We can now introduce time dependency to generalize this model to te unsteady Stokes equations:
\begin{cases} \frac{\partial \vec{u}}{\partial t} + \sigma \vec{u} - \nu \Delta \vec{u} + \nabla p = \vec{f} & \Omega, 0 \lt t \lt T \\ \operatorname{div} \vec{u} = 0 & \Omega, 0 \lt t \lt T \\ \vec{u} = \vec{\varphi} & \Gamma_D \\ \nu \frac{\partial \vec{u}}{\partial \vec{n}} - p \cdot \vec{n} = \psi & \Gamma_N \end{cases}
Weak formulation
In order to obtain the weak formulation for the Stokes equations, we introduce two test functions: v \in V for velocity and q \in Q for pressure, then we integrate.

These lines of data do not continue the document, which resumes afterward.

//! Symptom autocomplete search
//!
//! Turns free-text input into suggestions while tolerating out-of-order
//! responses: every query is tagged with a sequence number and only the most
//! recently issued one may produce visible results. Superseded requests are
//! cancelled when possible and otherwise ignored on arrival.

use crate::ports::symptom_api::SymptomApi;
use crate::use_cases::shared::within_timeout;
use std::sync::{Arc, Mutex, PoisonError};
use std::time::Duration;
use symptom_domain::{QuerySequencer, normalize_query};
use thiserror::Error;
use tokio_util::sync::CancellationToken;
use tracing::{debug, warn};

/// Result of one search call
#[derive(Debug, Clone, PartialEq, Eq)]
pub enum SearchOutcome {
    /// Query too short; the dropdown should be hidden
    Cleared { seq: u64 },
    /// Suggestions for the latest query at the time they arrived
    Suggestions {
        seq: u64,
        query: String,
        suggestions: Vec<String>,
    },
    /// A newer query was issued; this result must not be shown
    Superseded,
}

/// Errors from the suggestion pipeline
#[derive(Error, Debug, Clone, PartialEq, Eq)]
pub enum SearchError {
    /// The backend could not be reached or answered garbage.
    /// Callers treat this as "no suggestions".
    #[error("Suggestion service unavailable: {reason}")]
    Unavailable { seq: u64, reason: String },
}

/// Debounced, cancelable suggestion search
pub struct SuggestionSearch<A: SymptomApi + 'static> {
    api: Arc<A>,
    sequencer: QuerySequencer,
    /// Token of the most recently issued query
    in_flight: Mutex<CancellationToken>,
    debounce: Duration,
    timeout: Option<Duration>,
    cancel_superseded: bool,
}

impl<A: SymptomApi + 'static> SuggestionSearch<A> {
    pub fn new(api: Arc<A>) -> Self {
        Self {
            api,
            sequencer: QuerySequencer::new(),
            in_flight: Mutex::new(CancellationToken::new()),
            debounce: Duration::ZERO,
            timeout: None,
            cancel_superseded: true,
        }
    }

    pub fn with_debounce(mut self, debounce: Duration) -> Self {
        self.debounce = debounce;
        self
    }

    pub fn with_timeout(mut self, timeout: Option<Duration>) -> Self {
        self.timeout = timeout;
        self
    }

    /// When false, superseded requests run to completion and their results
    /// are discarded on arrival.
    pub fn with_cancel_superseded(mut self, cancel: bool) -> Self {
        self.cancel_superseded = cancel;
        self
    }

    /// Whether `seq` is still the most recently issued query
    pub fn is_latest(&self, seq: u64) -> bool {
        self.sequencer.is_latest(seq)
    }

    /// Supersede whatever is in flight without issuing a new query
    pub fn invalidate(&self) -> u64 {
        let mut in_flight = self.in_flight.lock().unwrap_or_else(PoisonError::into_inner);
        if self.cancel_superseded {
            in_flight.cancel();
        }
        *in_flight = CancellationToken::new();
        self.sequencer.bump()
    }

    /// Run one search for the raw input text.
    ///
    /// Input shorter than two characters (after trimming) clears the
    /// suggestions without a network call, but still supersedes any
    /// outstanding query.
    pub async fn search(&self, raw: &str) -> Result<SearchOutcome, SearchError> {
        let (query, token) = {
            let mut in_flight = self.in_flight.lock().unwrap_or_else(PoisonError::into_inner);
            if self.cancel_superseded {
                in_flight.cancel();
            }
            let token = CancellationToken::new();
            *in_flight = token.clone();

            match normalize_query(raw) {
                Some(text) => (self.sequencer.issue(text), token),
                None => {
                    let seq = self.sequencer.bump();
                    return Ok(SearchOutcome::Cleared { seq });
                }
            }
        };

        if !self.debounce.is_zero() {
            tokio::select! {
                biased;
                _ = token.cancelled() => return Ok(SearchOutcome::Superseded),
                _ = tokio::time::sleep(self.debounce) => {}
            }
            if !self.sequencer.is_latest(query.seq()) {
                return Ok(SearchOutcome::Superseded);
            }
        }

        let result = tokio::select! {
            biased;
            _ = token.cancelled() => {
                debug!("Suggestion request for {:?} cancelled", query.text());
                return Ok(SearchOutcome::Superseded);
            }
            result = within_timeout(self.timeout, self.api.suggest(query.text())) => result,
        };

        if !self.sequencer.is_latest(query.seq()) {
            debug!(
                "Discarding stale suggestions for {:?} (seq {}, latest {})",
                query.text(),
                query.seq(),
                self.sequencer.latest()
            );
            return Ok(SearchOutcome::Superseded);
        }

        match result {
            Ok(suggestions) => Ok(SearchOutcome::Suggestions {
                seq: query.seq(),
                query: query.text().to_string(),
                suggestions,
            }),
            Err(e) => {
                warn!("Symptom suggestion failed for {:?}: {}", query.text(), e);
                Err(SearchError::Unavailable {
                    seq: query.seq(),
                    reason: e.to_string(),
                })
            }
        }
    }
}

#[cfg(test)]
mod tests {
    use super::*;
    use crate::ports::symptom_api::ApiError;
    use crate::use_cases::test_support::{MockApi, wait_until};

    fn search_over(api: &Arc<MockApi>) -> SuggestionSearch<MockApi> {
        SuggestionSearch::new(api.clone())
    }

    #[tokio::test]
    async fn test_short_query_clears_without_network() {
        let api = Arc::new(MockApi::new());
        let search = search_over(&api);

        for raw in ["", " ", "f", "  f  "] {
            let outcome = search.search(raw).await.unwrap();
            assert!(matches!(outcome, SearchOutcome::Cleared { .. }));
        }
        assert!(api.suggest_calls().is_empty());
    }

    #[tokio::test]
    async fn test_query_is_trimmed_before_sending() {
        let api = Arc::new(MockApi::new());
        let search = search_over(&api);

        let outcome = search.search("  fev ").await.unwrap();
        assert_eq!(
            outcome,
            SearchOutcome::Suggestions {
                seq: 1,
                query: "fev".to_string(),
                suggestions: vec!["fev (suggested)".to_string()],
            }
        );
        assert_eq!(api.suggest_calls(), vec!["fev"]);
    }

    #[tokio::test]
    async fn test_short_query_supersedes_pending_result() {
        let api = Arc::new(MockApi::new());
        let release = api.gate_suggest("fe");
        let search = Arc::new(search_over(&api).with_cancel_superseded(false));

        let pending = tokio::spawn({
            let search = search.clone();
            async move { search.search("fe").await }
        });
        wait_until(|| api.suggest_calls().len() == 1).await;

        search.search("f").await.unwrap();
        let _ = release.send(Ok(vec!["fever".to_string()]));

        assert_eq!(pending.await.unwrap(), Ok(SearchOutcome::Superseded));
    }

    #[tokio::test]
    async fn test_out_of_order_responses_keep_latest() {
        let api = Arc::new(MockApi::new());
        let release_fe = api.gate_suggest("fe");
        let release_fev = api.gate_suggest("fev");
        let search = Arc::new(search_over(&api).with_cancel_superseded(false));

        let first = tokio::spawn({
            let search = search.clone();
            async move { search.search("fe").await }
        });
        wait_until(|| api.suggest_calls().len() == 1).await;
        let second = tokio::spawn({
            let search = search.clone();
            async move { search.search("fev").await }
        });
        wait_until(|| api.suggest_calls().len() == 2).await;

        // The newer query answers first, the older one last
        let _ = release_fev.send(Ok(vec!["fever".to_string()]));
        let second = second.await.unwrap().unwrap();
        let _ = release_fe.send(Ok(vec!["feet pain".to_string()]));
        let first = first.await.unwrap().unwrap();

        assert_eq!(first, SearchOutcome::Superseded);
        assert!(matches!(
            second,
            SearchOutcome::Suggestions { ref suggestions, .. } if suggestions == &["fever".to_string()]
        ));
    }

    #[tokio::test]
    async fn test_superseded_request_is_cancelled() {
        let api = Arc::new(MockApi::new());
        // Never released: only cancellation can finish this call
        let _hold = api.gate_suggest("fe");
        let search = Arc::new(search_over(&api));

        let first = tokio::spawn({
            let search = search.clone();
            async move { search.search("fe").await }
        });
        wait_until(|| api.suggest_calls().len() == 1).await;

        let second = search.search("fev").await.unwrap();

        assert_eq!(first.await.unwrap(), Ok(SearchOutcome::Superseded));
        assert!(matches!(second, SearchOutcome::Suggestions { seq: 2, .. }));
    }

    #[tokio::test]
    async fn test_failure_is_unavailable() {
        let api = Arc::new(MockApi::new());
        api.fail_suggest(ApiError::ConnectionError("refused".to_string()));
        let search = search_over(&api);

        let err = search.search("cough").await.unwrap_err();
        assert!(matches!(err, SearchError::Unavailable { seq: 1, .. }));
    }

    #[tokio::test]
    async fn test_stale_failure_is_superseded_not_error() {
        let api = Arc::new(MockApi::new());
        let release = api.gate_suggest("co");
        let search = Arc::new(search_over(&api).with_cancel_superseded(false));

        let first = tokio::spawn({
            let search = search.clone();
            async move { search.search("co").await }
        });
        wait_until(|| api.suggest_calls().len() == 1).await;
        search.invalidate();
        let _ = release.send(Err(ApiError::Timeout));

        assert_eq!(first.await.unwrap(), Ok(SearchOutcome::Superseded));
    }

    #[tokio::test]
    async fn test_invalidate_lets_request_finish_when_not_cancelling() {
        let api = Arc::new(MockApi::new());
        let release = api.gate_suggest("co");
        let search = Arc::new(search_over(&api).with_cancel_superseded(false));

        let first = tokio::spawn({
            let search = search.clone();
            async move { search.search("co").await }
        });
        wait_until(|| api.suggest_calls().len() == 1).await;
        search.invalidate();
        for _ in 0..10 {
            tokio::task::yield_now().await;
        }
        assert!(!first.is_finished());

        let _ = release.send(Ok(vec!["cough".to_string()]));
        assert_eq!(first.await.unwrap(), Ok(SearchOutcome::Superseded));
    }

    #[tokio::test]
    async fn test_invalidate_cancels_in_flight_request() {
        let api = Arc::new(MockApi::new());
        let _hold = api.gate_suggest("co");
        let search = Arc::new(search_over(&api));

        let first = tokio::spawn({
            let search = search.clone();
            async move { search.search("co").await }
        });
        wait_until(|| api.suggest_calls().len() == 1).await;
        search.invalidate();

        assert_eq!(first.await.unwrap(), Ok(SearchOutcome::Superseded));
    }

    #[tokio::test(start_paused = true)]
    async fn test_timeout_is_unavailable() {
        let api = Arc::new(MockApi::new());
        let _hold = api.gate_suggest("rash");
        let search = search_over(&api).with_timeout(Some(Duration::from_secs(5)));

        let err = search.search("rash").await.unwrap_err();
        assert!(matches!(err, SearchError::Unavailable { .. }));
    }

    #[tokio::test(start_paused = true)]
    async fn test_debounce_sends_only_last_keystroke() {
        let api = Arc::new(MockApi::new());
        let search = Arc::new(search_over(&api).with_debounce(Duration::from_millis(150)));

        let first = tokio::spawn({
            let search = search.clone();
            async move { search.search("fe").await }
        });
        wait_until(|| search.is_latest(1)).await;

        let second = search.search("fev").await.unwrap();

        assert_eq!(first.await.unwrap(), Ok(SearchOutcome::Superseded));
        assert!(matches!(second, SearchOutcome::Suggestions { seq: 2, .. }));
        assert_eq!(api.suggest_calls(), vec!["fev"]);
    }
}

The momentum equation becomes
\int_\Omega \sigma \vec{u} \cdot \vec{v} - \int_\Omega \nu \Delta \vec{u} \cdot \vec{v} + \int_\Omega \nabla p \cdot v = \int_\Omega \vec{f} \cdot \vec{v} \qquad \forall \vec{v} \in V \\ \int_\Omega \sigma \vec{u} \cdot \vec{v} + \int_\Omega \nu \nabla \vec{u} \cdot \nabla \vec{v} - \int_{\partial\Omega} \nu \frac{\partial \vec{u}}{\partial \vec{n}} - \int_\Omega p \operatorname{div} \vec{v} + \int_{\partial\Omega} p \vec{u} \cdot \vec{v} = \int_\Omega \vec{f} \cdot \vec{v} \qquad \forall \vec{v} \in V
and the mass equation becomes
\int_\Omega \operatorname{div} \vec{v} \cdot q = 0 \qquad \forall q \in Q
notice that we do not integrate in the case of the mass equation.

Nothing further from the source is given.